### EXERCISE INSTRUCTIONS
From the first entry to the last, repeat them all exactly.

════════════════════

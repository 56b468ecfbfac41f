use std::fmt;
use std::ptr::NonNull;

use tracing::debug;

use super::slot::SlotStorage;
use crate::error::FreeError;

/// Stable reference to a value in a [`GrowablePool`].
///
/// A handle survives growth of the pool. It carries the slot's generation, so
/// a handle kept after its value was freed is detected as stale even when the
/// slot has since been reused.
#[derive(Clone, Copy, Debug, PartialEq, Eq, Hash)]
#[must_use]
pub struct SlotHandle {
    index: usize,
    generation: u32,
}

impl SlotHandle {
    /// Slot index inside the pool.
    pub fn index(&self) -> usize {
        self.index
    }

    /// Generation of the slot when this handle was issued.
    pub fn generation(&self) -> u32 {
        self.generation
    }
}

impl fmt::Display for SlotHandle {
    fn fmt(&self, f: &mut fmt::Formatter<'_>) -> fmt::Result {
        write!(f, "SlotHandle(idx={}, gen={})", self.index, self.generation)
    }
}

/// Slot allocator that doubles its region instead of failing.
///
/// Same occupancy bitmap and `free_index` hint as
/// [`FixedPool`](super::FixedPool). When no slot is free, a region of twice
/// the capacity is allocated, every live value is moved to the same index in
/// it, and the old region is released.
///
/// # Pointer invalidation
/// Growth moves values. **Any raw pointer obtained from
/// [`as_ptr`](Self::as_ptr) before an `alloc` that grows the pool dangles
/// afterwards.** Keep [`SlotHandle`]s and re-resolve them instead; handles
/// are unaffected by growth.
pub struct GrowablePool<T> {
    storage: SlotStorage<T>,
    free_index: Option<usize>,
    generations: Vec<u32>,
    growth_count: usize,
}

impl<T> Default for GrowablePool<T> {
    fn default() -> Self {
        Self::new(0)
    }
}

impl<T> GrowablePool<T> {
    /// Create a pool with room for `initial_capacity` values. Zero is
    /// allowed; the first allocation then grows the pool to one slot.
    pub fn new(initial_capacity: usize) -> Self {
        Self {
            storage: SlotStorage::with_capacity(initial_capacity),
            free_index: (initial_capacity > 0).then_some(0),
            generations: vec![0; initial_capacity],
            growth_count: 0,
        }
    }

    /// Move `value` into the pool. Never fails for lack of room.
    #[inline]
    pub fn alloc(&mut self, value: T) -> SlotHandle {
        self.alloc_with(move || value)
    }

    /// Construct a value in the pool, growing it first if needed.
    pub fn alloc_with<F>(&mut self, init: F) -> SlotHandle
    where
        F: FnOnce() -> T,
    {
        let index = match self.free_index {
            Some(index) => index,
            None => {
                let index = self.grow();
                // Keep the hint truthful if `init` unwinds
                self.free_index = Some(index);
                index
            }
        };

        self.storage.insert(index, init());
        self.free_index = self.storage.first_free(index);

        SlotHandle {
            index,
            generation: self.generations[index],
        }
    }

    /// Double the region and return the first slot of the new half.
    #[cold]
    fn grow(&mut self) -> usize {
        let old = self.storage.capacity();
        let new = old.checked_mul(2).expect("slot pool capacity overflow").max(1);

        self.storage.grow(new);
        self.generations.resize(new, 0);
        self.growth_count += 1;

        debug!(
            from = old,
            to = new,
            live = self.storage.len(),
            "growable pool expanded"
        );
        old
    }

    fn check(&self, handle: SlotHandle) -> Result<usize, FreeError> {
        let index = handle.index;
        let current = self.generations.get(index).copied();
        if current != Some(handle.generation) || !self.storage.is_occupied(index) {
            return Err(FreeError::StaleHandle { index });
        }
        Ok(index)
    }

    fn release(&mut self, index: usize) -> Result<T, FreeError> {
        let value = self
            .storage
            .remove(index)
            .ok_or(FreeError::NotAllocated { index })?;

        self.generations[index] = self.generations[index].wrapping_add(1);
        if self.free_index.is_none() {
            self.free_index = Some(index);
        }
        Ok(value)
    }

    pub fn get(&self, handle: SlotHandle) -> Option<&T> {
        let index = self.check(handle).ok()?;
        self.storage.get(index)
    }

    pub fn get_mut(&mut self, handle: SlotHandle) -> Option<&mut T> {
        let index = self.check(handle).ok()?;
        self.storage.get_mut(index)
    }

    /// Raw pointer to the value behind `handle`.
    ///
    /// The pointer is only valid until the next call that grows the pool
    /// (any `alloc` while [`is_full`](Self::is_full) is true).
    pub fn as_ptr(&self, handle: SlotHandle) -> Option<NonNull<T>> {
        let index = self.check(handle).ok()?;
        self.storage.ptr_at(index)
    }

    /// Drop the value behind `handle` and release its slot.
    pub fn free(&mut self, handle: SlotHandle) -> Result<(), FreeError> {
        let value = self.take(handle)?;
        drop(value);
        Ok(())
    }

    /// Move the value behind `handle` out of the pool.
    pub fn take(&mut self, handle: SlotHandle) -> Result<T, FreeError> {
        let index = self.check(handle)?;
        self.release(index)
    }

    /// Free through a raw pointer. Same checks as
    /// [`FixedPool::free`](super::FixedPool::free), against the current
    /// region only.
    ///
    /// Passing a pointer obtained before the last growth is a caller error
    /// with an unspecified result: the allocator may have reused the old
    /// address, in which case the pointer can name a live slot of the new
    /// region. Use [`free`](Self::free) with a [`SlotHandle`] instead.
    pub fn free_ptr(&mut self, ptr: *mut T) -> Result<(), FreeError> {
        let index = self.storage.index_of(ptr)?;
        drop(self.release(index)?);
        Ok(())
    }

    /// Recover a handle for a live pointer into the current region.
    pub fn handle_of(&self, ptr: *const T) -> Result<SlotHandle, FreeError> {
        let index = self.storage.index_of(ptr)?;
        Ok(SlotHandle {
            index,
            generation: self.generations[index],
        })
    }

    /// Live values with their handles, in slot order.
    pub fn iter(&self) -> impl Iterator<Item = (SlotHandle, &T)> + '_ {
        self.storage.occupied().filter_map(move |index| {
            let handle = SlotHandle {
                index,
                generation: self.generations[index],
            };
            self.storage.get(index).map(|value| (handle, value))
        })
    }

    #[inline(always)]
    pub fn len(&self) -> usize {
        self.storage.len()
    }

    #[inline(always)]
    pub fn is_empty(&self) -> bool {
        self.storage.len() == 0
    }

    /// True when the next allocation will grow the pool.
    #[inline(always)]
    pub fn is_full(&self) -> bool {
        self.free_index.is_none()
    }

    #[inline(always)]
    pub fn capacity(&self) -> usize {
        self.storage.capacity()
    }

    /// How many times the region has been reallocated.
    pub fn growth_count(&self) -> usize {
        self.growth_count
    }
}

impl<T> fmt::Debug for GrowablePool<T> {
    fn fmt(&self, f: &mut fmt::Formatter<'_>) -> fmt::Result {
        f.debug_struct("GrowablePool")
            .field("capacity", &self.capacity())
            .field("len", &self.len())
            .field("growth_count", &self.growth_count)
            .finish()
    }
}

════════════════════

### FINISHED EXERCISE
repository 56b468ecfbfac41f
use std::fmt;
use std::ptr::NonNull;

use tracing::debug;

use super::slot::SlotStorage;
use crate::error::FreeError;

/// Stable reference to a value in a [`GrowablePool`].
///
/// A handle survives growth of the pool. It carries the slot's generation, so
/// a handle kept after its value was freed is detected as stale even when the
/// slot has since been reused.
#[derive(Clone, Copy, Debug, PartialEq, Eq, Hash)]
#[must_use]
pub struct SlotHandle {
    index: usize,
    generation: u32,
}

impl SlotHandle {
    /// Slot index inside the pool.
    pub fn index(&self) -> usize {
        self.index
    }

    /// Generation of the slot when this handle was issued.
    pub fn generation(&self) -> u32 {
        self.generation
    }
}

impl fmt::Display for SlotHandle {
    fn fmt(&self, f: &mut fmt::Formatter<'_>) -> fmt::Result {
        write!(f, "SlotHandle(idx={}, gen={})", self.index, self.generation)
    }
}

/// Slot allocator that doubles its region instead of failing.
///
/// Same occupancy bitmap and `free_index` hint as
/// [`FixedPool`](super::FixedPool). When no slot is free, a region of twice
/// the capacity is allocated, every live value is moved to the same index in
/// it, and the old region is released.
///
/// # Pointer invalidation
/// Growth moves values. **Any raw pointer obtained from
/// [`as_ptr`](Self::as_ptr) before an `alloc` that grows the pool dangles
/// afterwards.** Keep [`SlotHandle`]s and re-resolve them instead; handles
/// are unaffected by growth.
pub struct GrowablePool<T> {
    storage: SlotStorage<T>,
    free_index: Option<usize>,
    generations: Vec<u32>,
    growth_count: usize,
}

impl<T> Default for GrowablePool<T> {
    fn default() -> Self {
        Self::new(0)
    }
}

impl<T> GrowablePool<T> {
    /// Create a pool with room for `initial_capacity` values. Zero is
    /// allowed; the first allocation then grows the pool to one slot.
    pub fn new(initial_capacity: usize) -> Self {
        Self {
            storage: SlotStorage::with_capacity(initial_capacity),
            free_index: (initial_capacity > 0).then_some(0),
            generations: vec![0; initial_capacity],
            growth_count: 0,
        }
    }

    /// Move `value` into the pool. Never fails for lack of room.
    #[inline]
    pub fn alloc(&mut self, value: T) -> SlotHandle {
        self.alloc_with(move || value)
    }

    /// Construct a value in the pool, growing it first if needed.
    pub fn alloc_with<F>(&mut self, init: F) -> SlotHandle
    where
        F: FnOnce() -> T,
    {
        let index = match self.free_index {
            Some(index) => index,
            None => {
                let index = self.grow();
                // Keep the hint truthful if `init` unwinds
                self.free_index = Some(index);
                index
            }
        };

        self.storage.insert(index, init());
        self.free_index = self.storage.first_free(index);

        SlotHandle {
            index,
            generation: self.generations[index],
        }
    }

    /// Double the region and return the first slot of the new half.
    #[cold]
    fn grow(&mut self) -> usize {
        let old = self.storage.capacity();
        let new = old.checked_mul(2).expect("slot pool capacity overflow").max(1);

        self.storage.grow(new);
        self.generations.resize(new, 0);
        self.growth_count += 1;

        debug!(
            from = old,
            to = new,
            live = self.storage.len(),
            "growable pool expanded"
        );
        old
    }

    fn check(&self, handle: SlotHandle) -> Result<usize, FreeError> {
        let index = handle.index;
        let current = self.generations.get(index).copied();
        if current != Some(handle.generation) || !self.storage.is_occupied(index) {
            return Err(FreeError::StaleHandle { index });
        }
        Ok(index)
    }

    fn release(&mut self, index: usize) -> Result<T, FreeError> {
        let value = self
            .storage
            .remove(index)
            .ok_or(FreeError::NotAllocated { index })?;

        self.generations[index] = self.generations[index].wrapping_add(1);
        if self.free_index.is_none() {
            self.free_index = Some(index);
        }
        Ok(value)
    }

    pub fn get(&self, handle: SlotHandle) -> Option<&T> {
        let index = self.check(handle).ok()?;
        self.storage.get(index)
    }

    pub fn get_mut(&mut self, handle: SlotHandle) -> Option<&mut T> {
        let index = self.check(handle).ok()?;
        self.storage.get_mut(index)
    }

    /// Raw pointer to the value behind `handle`.
    ///
    /// The pointer is only valid until the next call that grows the pool
    /// (any `alloc` while [`is_full`](Self::is_full) is true).
    pub fn as_ptr(&self, handle: SlotHandle) -> Option<NonNull<T>> {
        let index = self.check(handle).ok()?;
        self.storage.ptr_at(index)
    }

    /// Drop the value behind `handle` and release its slot.
    pub fn free(&mut self, handle: SlotHandle) -> Result<(), FreeError> {
        let value = self.take(handle)?;
        drop(value);
        Ok(())
    }

    /// Move the value behind `handle` out of the pool.
    pub fn take(&mut self, handle: SlotHandle) -> Result<T, FreeError> {
        let index = self.check(handle)?;
        self.release(index)
    }

    /// Free through a raw pointer. Same checks as
    /// [`FixedPool::free`](super::FixedPool::free), against the current
    /// region only.
    ///
    /// Passing a pointer obtained before the last growth is a caller error
    /// with an unspecified result: the allocator may have reused the old
    /// address, in which case the pointer can name a live slot of the new
    /// region. Use [`free`](Self::free) with a [`SlotHandle`] instead.
    pub fn free_ptr(&mut self, ptr: *mut T) -> Result<(), FreeError> {
        let index = self.storage.index_of(ptr)?;
        drop(self.release(index)?);
        Ok(())
    }

    /// Recover a handle for a live pointer into the current region.
    pub fn handle_of(&self, ptr: *const T) -> Result<SlotHandle, FreeError> {
        let index = self.storage.index_of(ptr)?;
        Ok(SlotHandle {
            index,
            generation: self.generations[index],
        })
    }

    /// Live values with their handles, in slot order.
    pub fn iter(&self) -> impl Iterator<Item = (SlotHandle, &T)> + '_ {
        self.storage.occupied().filter_map(move |index| {
            let handle = SlotHandle {
                index,
                generation: self.generations[index],
            };
            self.storage.get(index).map(|value| (handle, value))
        })
    }

    #[inline(always)]
    pub fn len(&self) -> usize {
        self.storage.len()
    }

    #[inline(always)]
    pub fn is_empty(&self) -> bool {
        self.storage.len() == 0
    }

    /// True when the next allocation will grow the pool.
    #[inline(always)]
    pub fn is_full(&self) -> bool {
        self.free_index.is_none()
    }

    #[inline(always)]
    pub fn capacity(&self) -> usize {
        self.storage.capacity()
    }

    /// How many times the region has been reallocated.
    pub fn growth_count(&self) -> usize {
        self.growth_count
    }
}

impl<T> fmt::Debug for GrowablePool<T> {
    fn fmt(&self, f: &mut fmt::Formatter<'_>) -> fmt::Result {
        f.debug_struct("GrowablePool")
            .field("capacity", &self.capacity())
            .field("len", &self.len())
            .field("growth_count", &self.growth_count)
            .finish()
    }
}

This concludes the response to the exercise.